While walking their four-legged friends on Hampstead Heath, Frank and Percy meet, adjust their hearing aids and exchange pleasantries. Their interaction is good-natured but brief as they, being both British and outdoors, discuss the weather, but when Percy returns on a subsequent visit with the gift of a spare umbrella, a connection has already ignited between the two. The lonely gentlemen, one bereaved and one divorced, find comfort in each other’s company and arrive at a considerable closeness via a number of meetings on different configurations of Morgan Large’s adaptable set.

This graduation of a friendship to a romantic relationship is witnessed in believable, if fragmented scenes penned with considerable wit. Very possibly inspired by a mid-pandemic fondness for everyday interactions, Ben Weatherill has united a pair of dog-walking strangers in order to consider how these most mundane of encounters could be entirely transformative. Chiefly among the successes of this script from the talented Weatherill is his depiction of its characters simply as people, with no presumption that that ought to be preceded by the word ‘old’. Frank and Percy experience passion, grief, and pride with a satisfying shamelessness – riotously readying themselves for Frank’s first Pride parade, suitably rainbow-clad.
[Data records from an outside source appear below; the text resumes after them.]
//! PostgreSQL price store
//!
//! The per-day grouping is computed by the database in one statement; rows
//! are only converted into [`DailyAverage`] on the way out.

use async_trait::async_trait;
use chrono::{DateTime, NaiveDate, Utc};
use serde::{Deserialize, Serialize};
use sqlx::postgres::PgPoolOptions;
use sqlx::{PgPool, Row};
use std::time::Duration;
use tracing::debug;

use prices_common::{DailyAverage, PricePoint};

use super::{DailyAverageSource, RepositoryError, RepositoryResult};

/// Daily mean price over a half-open window. Days are UTC calendar days.
pub const DAILY_AVERAGE_SQL: &str = r#"
    SELECT
        (recorded_at AT TIME ZONE 'UTC')::date AS day,
        AVG(price)::float8 AS avg_price
    FROM prices
    WHERE recorded_at >= $1
      AND recorded_at < $2
    GROUP BY day
    ORDER BY day ASC
"#;

/// Database connection settings
#[derive(Debug, Clone, Serialize, Deserialize)]
pub struct DatabaseSettings {
    /// PostgreSQL connection URL
    pub url: String,
    /// Maximum number of connections in the pool
    #[serde(default = "default_max_connections")]
    pub max_connections: u32,
    /// Minimum number of connections in the pool
    #[serde(default = "default_min_connections")]
    pub min_connections: u32,
    /// Seconds to wait for a free connection
    #[serde(default = "default_acquire_timeout_secs")]
    pub acquire_timeout_secs: u64,
}

fn default_max_connections() -> u32 {
    10
}

fn default_min_connections() -> u32 {
    2
}

fn default_acquire_timeout_secs() -> u64 {
    30
}

impl DatabaseSettings {
    pub fn new(url: impl Into<String>) -> Self {
        Self {
            url: url.into(),
            max_connections: default_max_connections(),
            min_connections: default_min_connections(),
            acquire_timeout_secs: default_acquire_timeout_secs(),
        }
    }

    pub fn acquire_timeout(&self) -> Duration {
        Duration::from_secs(self.acquire_timeout_secs)
    }
}

/// Price store backed by a PostgreSQL pool.
///
/// The pool is process-wide; each query checks a connection out and returns
/// it when the query finishes, whether it succeeded or not.
#[derive(Clone)]
pub struct PgPriceStore {
    pool: PgPool,
    acquire_timeout: Duration,
}

impl PgPriceStore {
    pub fn new(pool: PgPool) -> Self {
        Self {
            pool,
            acquire_timeout: Duration::from_secs(default_acquire_timeout_secs()),
        }
    }

    /// Build the pool from settings
    pub async fn connect(settings: &DatabaseSettings) -> RepositoryResult<Self> {
        let pool = PgPoolOptions::new()
            .max_connections(settings.max_connections)
            .min_connections(settings.min_connections)
            .acquire_timeout(settings.acquire_timeout())
            .idle_timeout(Duration::from_secs(600))
            .connect(&settings.url)
            .await?;

        Ok(Self {
            pool,
            acquire_timeout: settings.acquire_timeout(),
        })
    }

    pub fn pool(&self) -> &PgPool {
        &self.pool
    }

    /// Round-trip check against the database
    pub async fn ping(&self) -> RepositoryResult<()> {
        sqlx::query("SELECT 1").execute(&self.pool).await?;
        Ok(())
    }

    /// Insert a single price observation
    pub async fn insert_price(&self, point: &PricePoint) -> RepositoryResult<()> {
        sqlx::query("INSERT INTO prices (recorded_at, price) VALUES ($1, $2)")
            .bind(point.recorded_at)
            .bind(point.price)
            .execute(&self.pool)
            .await?;
        Ok(())
    }

    /// Close the pool, waiting for checked-out connections to return
    pub async fn close(&self) {
        self.pool.close().await;
    }
}

#[async_trait]
impl DailyAverageSource for PgPriceStore {
    async fn daily_averages(
        &self,
        start: DateTime<Utc>,
        end_exclusive: DateTime<Utc>,
    ) -> RepositoryResult<Vec<DailyAverage>> {
        let mut conn = self.pool.acquire().await.map_err(|e| match e {
            sqlx::Error::PoolTimedOut => RepositoryError::AcquireTimeout(self.acquire_timeout),
            other => RepositoryError::Database(other),
        })?;

        // `conn` goes back to the pool when it drops, on the error path too
        let rows = sqlx::query(DAILY_AVERAGE_SQL)
            .bind(start)
            .bind(end_exclusive)
            .fetch_all(&mut *conn)
            .await?;

        let averages = rows
            .iter()
            .map(|row| {
                let date: NaiveDate = row.try_get("day")?;
                let average_price: f64 = row.try_get("avg_price")?;
                Ok(DailyAverage {
                    date,
                    average_price,
                })
            })
            .collect::<Result<Vec<_>, sqlx::Error>>()?;

        debug!(
            "Aggregated {} day(s) in [{}, {})",
            averages.len(),
            start,
            end_exclusive
        );
        Ok(averages)
    }
}

#[cfg(test)]
mod tests {
    use super::*;

    #[test]
    fn test_query_is_half_open_and_ordered() {
        assert!(DAILY_AVERAGE_SQL.contains("recorded_at >= $1"));
        assert!(DAILY_AVERAGE_SQL.contains("recorded_at < $2"));
        assert!(DAILY_AVERAGE_SQL.contains("GROUP BY day"));
        assert!(DAILY_AVERAGE_SQL.contains("ORDER BY day ASC"));
    }

    #[test]
    fn test_database_settings_defaults() {
        let settings: DatabaseSettings =
            serde_json::from_str(r#"{"url": "postgres://localhost/prices"}"#).unwrap();
        assert_eq!(settings.max_connections, 10);
        assert_eq!(settings.min_connections, 2);
        assert_eq!(settings.acquire_timeout(), Duration::from_secs(30));
    }
}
Then comes a climate change subplot – which feels a little out of place. That two men should be depicted as at odds over a problem that will be experienced more acutely by the next generation in favour of any of the issues that affect the LGBTQ+ community is a puzzling choice. Both opinionated individuals with considerable life experience, it’s difficult to believe that this intellectual opposition is the only sticking point in an otherwise serene relationship.

The production sees director Sean Mathias reunited with stage titans Ian McKellen and Roger Allam, having previously led the pair in Aladdin at the Old Vic almost two decades ago. Fresh from another pantomime’s nationwide tour, McKellen bristles with an endearing stubbornness while Allam’s portrait of a man coming to terms with the newly realised dimensions of his sexuality and identity in later life is profoundly moving. After one of the most illustrious careers in acting, it is also hugely rewarding to see McKellen play a character who is not just overtly gay but declaratively and unapologetically so in a play that centres a homosexual relationship.

Ultimately, every conceivable drop of charm is squeezed from this good idea of a play, with the end product feeling just a little protracted. While it is a reality of age, the looming drama of various medical emergencies feels manufactured to justify the end of a tensionless first act and any need for a second. But it’s an appealingly comfortable watch, written with a gentle sincerity and played with considerable tenderness.